Grote chemische fabrieken zijn gevestigd te Napels zelf en te Bagnoli en Portici, terwijl er tevens zeep en glycerine vervaardigd worden. De stad telt bovendien nog grote katoen-, rayon-, jute- en hennepverwerkende bedrijven. Als tak van de kledingindustrie moet in het bijzonder de vervaardiging van leren handschoenen genoemd worden. Het grote toeristenverkeer biedt een belangrijke afzet voor de vele artikelen, die te Napels uit lava, hout, koraal en schildpad worden gemaakt. In de omgeving van de stad zijn vele steengroeven, die o.m. het „pozzolano” leveren, waaruit een cementsoort, vooral gebruikt bij waterbouwkundige werken, vervaardigd wordt.

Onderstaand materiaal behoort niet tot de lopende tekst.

use chrono::Utc;
use rust_decimal::Decimal;
use tracing::debug;

use crate::catalog::Catalog;
use crate::domain::comparison::{ComparisonLine, ComparisonResult, MatchResult, StoreTotal};

/// Builds per-store basket totals from resolved matches.
///
/// Each store known to the catalog gets a subtotal of `unit_price * quantity`
/// over the matched items it stocks. A store that stocks none of them is
/// `incomplete` and can never be the cheapest store; when every store is
/// incomplete no cheapest store is designated.
pub fn aggregate(catalog: &Catalog, matches: &[MatchResult]) -> ComparisonResult {
    let mut lines = Vec::new();
    let mut unmatched = Vec::new();

    for result in matches {
        match &result.resolved {
            Some(resolved) => lines.push(ComparisonLine {
                query: result.query.text.clone(),
                product_id: resolved.entry.id.clone(),
                product_name: resolved.entry.name.clone(),
                unit: resolved.entry.unit.clone(),
                quantity: result.query.quantity,
                score: resolved.score,
                unit_prices: catalog
                    .stores()
                    .iter()
                    .map(|store| (store.clone(), resolved.entry.price_at(store)))
                    .collect(),
            }),
            None => unmatched.push(result.query.clone()),
        }
    }

    let mut totals: Vec<StoreTotal> =
        catalog.stores().iter().map(|store| store_total(store, &lines)).collect();
    totals.sort_by(|left, right| {
        left.subtotal.cmp(&right.subtotal).then_with(|| left.store.cmp(&right.store))
    });

    let cheapest = totals.iter().find(|total| !total.incomplete).map(|total| total.store.clone());

    debug!(
        event_name = "aggregate.completed",
        matched = lines.len(),
        unmatched = unmatched.len(),
        cheapest = cheapest.as_deref().unwrap_or("none"),
        "basket totals computed"
    );

    ComparisonResult {
        currency: catalog.currency().to_string(),
        stores: catalog.stores().to_vec(),
        totals,
        cheapest,
        lines,
        unmatched,
        generated_at: Utc::now(),
    }
}

fn store_total(store: &str, lines: &[ComparisonLine]) -> StoreTotal {
    let mut subtotal = Decimal::ZERO;
    let mut stocked_count = 0;
    let mut unavailable_count = 0;

    for line in lines {
        match line.line_amount(store) {
            Some(amount) => {
                subtotal = subtotal.saturating_add(amount);
                stocked_count += 1;
            }
            None => unavailable_count += 1,
        }
    }

    StoreTotal {
        store: store.to_string(),
        subtotal,
        stocked_count,
        unavailable_count,
        incomplete: unavailable_count == lines.len(),
    }
}

#[cfg(test)]
mod tests {
    use std::collections::BTreeMap;

    use rust_decimal::Decimal;

    use crate::catalog::Catalog;
    use crate::domain::comparison::MatchResult;
    use crate::domain::product::{ProductEntry, ProductId};
    use crate::domain::query::QueryItem;
    use crate::matching::{Matcher, MatcherConfig};

    use super::aggregate;

    fn entry(id: &str, name: &str, aliases: &[&str], prices: &[(&str, Option<i64>)]) -> ProductEntry {
        ProductEntry {
            id: ProductId(id.to_string()),
            name: name.to_string(),
            unit: None,
            aliases: aliases.iter().map(|alias| alias.to_string()).collect(),
            prices: prices
                .iter()
                .map(|(store, cents)| (store.to_string(), cents.map(|cents| Decimal::new(cents, 2))))
                .collect::<BTreeMap<_, _>>(),
        }
    }

    fn milk_catalog() -> Catalog {
        Catalog::new(vec![entry(
            "1",
            "milk",
            &["milk", "Milch"],
            &[("A", Some(109)), ("B", Some(119)), ("C", None)],
        )])
        .expect("catalog")
    }

    fn basket_catalog() -> Catalog {
        Catalog::new(vec![
            entry("milk", "milch", &["milk"], &[("aldi", Some(109)), ("lidl", Some(99)), ("netto", None)]),
            entry("bread", "brot", &["bread"], &[("aldi", Some(129)), ("lidl", Some(139)), ("netto", Some(119))]),
            entry("eggs", "eier", &["eggs"], &[("aldi", Some(225)), ("lidl", None), ("netto", Some(219))]),
        ])
        .expect("catalog")
    }

    fn resolve(catalog: &Catalog, items: &[QueryItem]) -> Vec<MatchResult> {
        Matcher::new(MatcherConfig::default()).match_all(catalog, items)
    }

    #[test]
    fn milk_scenario_picks_store_a() {
        let catalog = milk_catalog();
        let matches = resolve(
            &catalog,
            &[QueryItem::with_quantity("milch", 2), QueryItem::with_quantity("milkk", 1)],
        );
        assert!(matches.iter().all(|m| m.product_id().map(|id| id.0.as_str()) == Some("1")));

        let result = aggregate(&catalog, &matches);

        let a = result.total_for("A").expect("store A");
        let b = result.total_for("B").expect("store B");
        let c = result.total_for("C").expect("store C");
        assert_eq!(a.subtotal, Decimal::new(327, 2));
        assert_eq!(b.subtotal, Decimal::new(357, 2));
        assert_eq!(c.subtotal, Decimal::ZERO);
        assert!(c.incomplete);
        assert_eq!(c.unavailable_count, 2);
        assert!(!a.incomplete && !b.incomplete);
        assert_eq!(result.cheapest.as_deref(), Some("A"));
    }

    #[test]
    fn incomplete_store_is_ranked_but_never_cheapest() {
        let catalog = milk_catalog();
        let matches = resolve(&catalog, &[QueryItem::new("milch")]);

        let result = aggregate(&catalog, &matches);

        let ranked: Vec<&str> = result.totals.iter().map(|t| t.store.as_str()).collect();
        assert_eq!(ranked, vec!["C", "A", "B"]);
        assert_eq!(result.cheapest.as_deref(), Some("A"));
    }

    #[test]
    fn empty_query_list_marks_every_store_incomplete() {
        let catalog = basket_catalog();

        let result = aggregate(&catalog, &[]);

        assert_eq!(result.totals.len(), 3);
        assert!(result.totals.iter().all(|t| t.incomplete && t.subtotal == Decimal::ZERO));
        assert!(result.cheapest.is_none());
        assert!(result.is_empty_comparison());
        let ranked: Vec<&str> = result.totals.iter().map(|t| t.store.as_str()).collect();
        assert_eq!(ranked, vec!["aldi", "lidl", "netto"]);
    }

    #[test]
    fn unmatched_items_are_reported_and_excluded_from_totals() {
        let catalog = basket_catalog();
        let matches = resolve(
            &catalog,
            &[QueryItem::new("caviar"), QueryItem::new("milk"), QueryItem::new("truffles")],
        );

        let result = aggregate(&catalog, &matches);

        let unmatched: Vec<&str> = result.unmatched.iter().map(|q| q.text.as_str()).collect();
        assert_eq!(unmatched, vec!["caviar", "truffles"]);
        assert_eq!(result.lines.len(), 1);
        assert_eq!(result.total_for("lidl").map(|t| t.subtotal), Some(Decimal::new(99, 2)));
        assert_eq!(result.cheapest.as_deref(), Some("lidl"));
    }

    #[test]
    fn all_unmatched_is_an_empty_comparison() {
        let catalog = basket_catalog();
        let matches = resolve(&catalog, &[QueryItem::new("caviar")]);

        let result = aggregate(&catalog, &matches);

        assert!(result.cheapest.is_none());
        assert!(result.totals.iter().all(|t| t.incomplete));
        assert_eq!(result.unmatched.len(), 1);
    }

    #[test]
    fn totals_do_not_depend_on_input_order() {
        let catalog = basket_catalog();
        let items = vec![
            QueryItem::with_quantity("milk", 3),
            QueryItem::with_quantity("bread", 2),
            QueryItem::new("eggs"),
            QueryItem::new("caviar"),
        ];
        let mut reversed = items.clone();
        reversed.reverse();
        let mut rotated = items.clone();
        rotated.rotate_left(2);

        let baseline = aggregate(&catalog, &resolve(&catalog, &items));
        for permutation in [reversed, rotated] {
            let result = aggregate(&catalog, &resolve(&catalog, &permutation));
            assert_eq!(result.totals, baseline.totals);
            assert_eq!(result.cheapest, baseline.cheapest);
        }
    }

    #[test]
    fn partially_stocked_stores_count_unavailable_items() {
        let catalog = basket_catalog();
        let matches =
            resolve(&catalog, &[QueryItem::new("milk"), QueryItem::new("bread"), QueryItem::new("eggs")]);

        let result = aggregate(&catalog, &matches);

        let lidl = result.total_for("lidl").expect("lidl");
        assert_eq!(lidl.subtotal, Decimal::new(238, 2));
        assert_eq!((lidl.stocked_count, lidl.unavailable_count), (2, 1));
        let netto = result.total_for("netto").expect("netto");
        assert_eq!(netto.subtotal, Decimal::new(338, 2));
        assert!(!netto.incomplete);
        assert_eq!(result.cheapest.as_deref(), Some("lidl"));
    }

    #[test]
    fn oversized_prices_saturate_instead_of_overflowing() {
        let mut huge = entry("milk", "milk", &["milch"], &[("A", Some(100)), ("B", Some(200))]);
        huge.prices.insert("A".to_string(), Some(Decimal::MAX));
        let catalog = Catalog::new(vec![
            huge,
            entry("bread", "bread", &["brot"], &[("A", Some(100)), ("B", Some(200))]),
        ])
        .expect("catalog");

        let result = aggregate(
            &catalog,
            &resolve(&catalog, &[QueryItem::with_quantity("milk", 2), QueryItem::new("bread")]),
        );

        assert_eq!(result.total_for("A").map(|t| t.subtotal), Some(Decimal::MAX));
        assert_eq!(result.total_for("B").map(|t| t.subtotal), Some(Decimal::new(600, 2)));
        assert_eq!(result.cheapest.as_deref(), Some("B"));
    }

    #[test]
    fn exact_ties_are_ordered_by_store_name() {
        let catalog = Catalog::new(vec![entry(
            "salt",
            "salz",
            &["salt"],
            &[("lidl", Some(39)), ("aldi", Some(39)), ("kaufland", Some(35))],
        )])
        .expect("catalog");

        let result = aggregate(&catalog, &resolve(&catalog, &[QueryItem::new("salz")]));

        let ranked: Vec<&str> = result.totals.iter().map(|t| t.store.as_str()).collect();
        assert_eq!(ranked, vec!["kaufland", "aldi", "lidl"]);
        assert_eq!(result.cheapest.as_deref(), Some("kaufland"));
    }
}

Napels heeft scheepvaartverbindingen naar alle delen van de wereld. Naast een grote goederenomslag heeft de haven tevens een groot reizigersverkeer. De stad is tevens een centrum van vele nationale scheepvaartlijnen. De invoer omvat o.m. steenkolen, cokes, minerale oliën, granen, voedingsmiddelen, metalen, hout, chemicaliën, bouwsteen, cement, plantaardige vezels, cellulose en textiel. Uitgevoerd worden vooral vruchten, groenten, tarwe, meel, minerale oliën, cement, steenkolen, cokes, metalen en textiel. Een uitgebreid net van spoor- en landwegen verbindt de stad met het binnenland. Napels is tevens een centrum van betekenis in het luchtverkeer.
Geschiedenis.
Napels, nl. de stad en het (voormalige) koninkrijk, kan bogen op een uitermate rijke historie, echter veel vaker als object dan als subject van geschiedenis. Het „Neapolis” der Oudheid, d. i. nieuwe stad, werd als Griekse kolonie in Campania gesticht (nabij lag Palaeopolis, de „oude” stad), vermoedelijk door kolonisten uit het naburige Cumae (aldus Strabo); het sloot zich in 326 v. Chr. bij Rome aan, doch behield tot in Laatromeinse tijd zijn Grieks cachet. In de vroege Middeleeuwen behoorde het tot het Byzantijnse exarchaat, echter was het van de 9de-1 ide eeuw in het bezit van zekere zelfstandigheid. Met de verovering door de Noormannen (Roger II, in 1130 tot koning van Napels en Sicilië gekroond) gaat de stadshistorie in die van het koninkrijk Napels op. Na de dood van de bastaard van de laatste Noorman, Willem II (1166-’89), kwam de kroon aan keizer Hendrik VI, gemaal van diens erfgename Constanza, en daarmee aan de Hohenstaufen.
Onder het krachtige bewind van Frederik II (1220-’50) beleefden land en stad een culturele bloeitijd (stichting der universiteit, 1224). Frederiks onwettige zoon Manfred viel in de slag bij Beneventum tegen de in ’s pausen opdracht strijdende Fransen (1266, vgl. Dante’s Purg. II), waarmee de heerschappij der Anjou’s onder Karel I (1268-’85, op het intussen als leen verworven Sicilië beëindigd door de Siciliaanse Vesper, 1282) werd gesticht.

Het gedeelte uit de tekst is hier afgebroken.